On the side of the KDH, the now former candidate, Robert Dohál, was taken off the party’s election list after a student came forward and shared text messages in which Dohál promised to “behead” anyone daring to lecture children about “monstrosities”, such as gender transition.
“We consider such statements unacceptable, even in private correspondence,” said KDH leader Milan Majerský, who recently apologised after calling LGBTI+ “ideology” a “scourge” in a TV debate.
Dohál’s statements, which included anti-Muslim and anti-Semitic rhetoric, targeted the election programme of Progressive Slovakia, the current runner-up in the polls, which, since its surge, has faced increased attacks, including false claims that one of their candidates, Tomáš Hellebrandt, died as a result of COVID-19 vaccines.
The hoax, which originated on Telegram but has since gained traction on Facebook, is being shared by Danny Kollár, a YouTuber and podcast host, who is the subject of three international arrest warrants for extremist crimes.

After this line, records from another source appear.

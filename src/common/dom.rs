use anyhow::{anyhow, Result};

use wasm_bindgen::prelude::Closure;
use wasm_bindgen::JsCast;

fn window() -> Result<web_sys::Window> {
    web_sys::window().ok_or_else(|| anyhow!("no global window"))
}

fn document() -> Result<web_sys::Document> {
    window()?
        .document()
        .ok_or_else(|| anyhow!("no document on window"))
}

/// Lock or unlock page scrolling while the mobile menu is open.
pub fn set_scroll_lock(lock: bool) -> Result<()> {
    let body = document()?
        .body()
        .ok_or_else(|| anyhow!("document has no body"))?;

    let value = if lock { "hidden" } else { "" };

    body.style()
        .set_property("overflow", value)
        .map_err(|_| anyhow!("failed to set body overflow"))
}

/// Register a document-wide keydown listener that lives for the page
/// lifetime.
pub fn on_document_keydown(handler: impl Fn(web_sys::KeyboardEvent) + 'static) -> Result<()> {
    let closure = Closure::<dyn Fn(web_sys::KeyboardEvent)>::new(handler);

    document()?
        .add_event_listener_with_callback("keydown", closure.as_ref().unchecked_ref())
        .map_err(|_| anyhow!("failed to register keydown listener"))?;

    closure.forget();
    Ok(())
}

/// Register a document-wide click listener that lives for the page lifetime.
pub fn on_document_click(handler: impl Fn(web_sys::Event) + 'static) -> Result<()> {
    let closure = Closure::<dyn Fn(web_sys::Event)>::new(handler);

    document()?
        .add_event_listener_with_callback("click", closure.as_ref().unchecked_ref())
        .map_err(|_| anyhow!("failed to register click listener"))?;

    closure.forget();
    Ok(())
}

/// Register a window scroll listener, invoked with the current vertical
/// offset.
pub fn on_window_scroll(handler: impl Fn(f64) + 'static) -> Result<()> {
    let window = window()?;

    let closure = Closure::<dyn Fn()>::new({
        let window = window.clone();
        move || {
            if let Ok(offset) = window.scroll_y() {
                handler(offset);
            }
        }
    });

    window
        .add_event_listener_with_callback("scroll", closure.as_ref().unchecked_ref())
        .map_err(|_| anyhow!("failed to register scroll listener"))?;

    closure.forget();
    Ok(())
}

/// Whether the event target sits inside the element with the given id.
/// Unreachable documents and detached targets count as outside.
pub fn event_within(event: &web_sys::Event, id: &str) -> bool {
    let Ok(document) = document() else {
        return false;
    };
    let Some(container) = document.get_element_by_id(id) else {
        return false;
    };

    event
        .target()
        .and_then(|target| target.dyn_into::<web_sys::Node>().ok())
        .map(|node| container.contains(Some(&node)))
        .unwrap_or(false)
}

/// Smoothly scroll an in-page anchor target into view, leaving room for the
/// sticky header.  A missing target is not an error, there is just nothing
/// to scroll to.
pub fn smooth_scroll_to(id: &str, header_offset: f64) -> Result<()> {
    let window = window()?;

    let Some(target) = document()?.get_element_by_id(id) else {
        tracing::debug!("anchor target #{id} not present, skipping scroll");
        return Ok(());
    };

    let top = target
        .dyn_ref::<web_sys::HtmlElement>()
        .map(|element| element.offset_top() as f64)
        .unwrap_or(0.0);

    let options = web_sys::ScrollToOptions::new();
    options.set_top((top - header_offset).max(0.0));
    options.set_behavior(web_sys::ScrollBehavior::Smooth);

    window.scroll_to_with_scroll_to_options(&options);
    Ok(())
}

Slovakia’s snap elections will be the first covered by the EU’s new Digital Services Act, which requires social media platforms to fight misinformation and election manipulation.
In April, EU Internal Market Commissioner Thierry Breton said he was “particularly concerned” by the content moderation on Facebook, which plays an “important role” in the opinion building in pre-election Slovakia.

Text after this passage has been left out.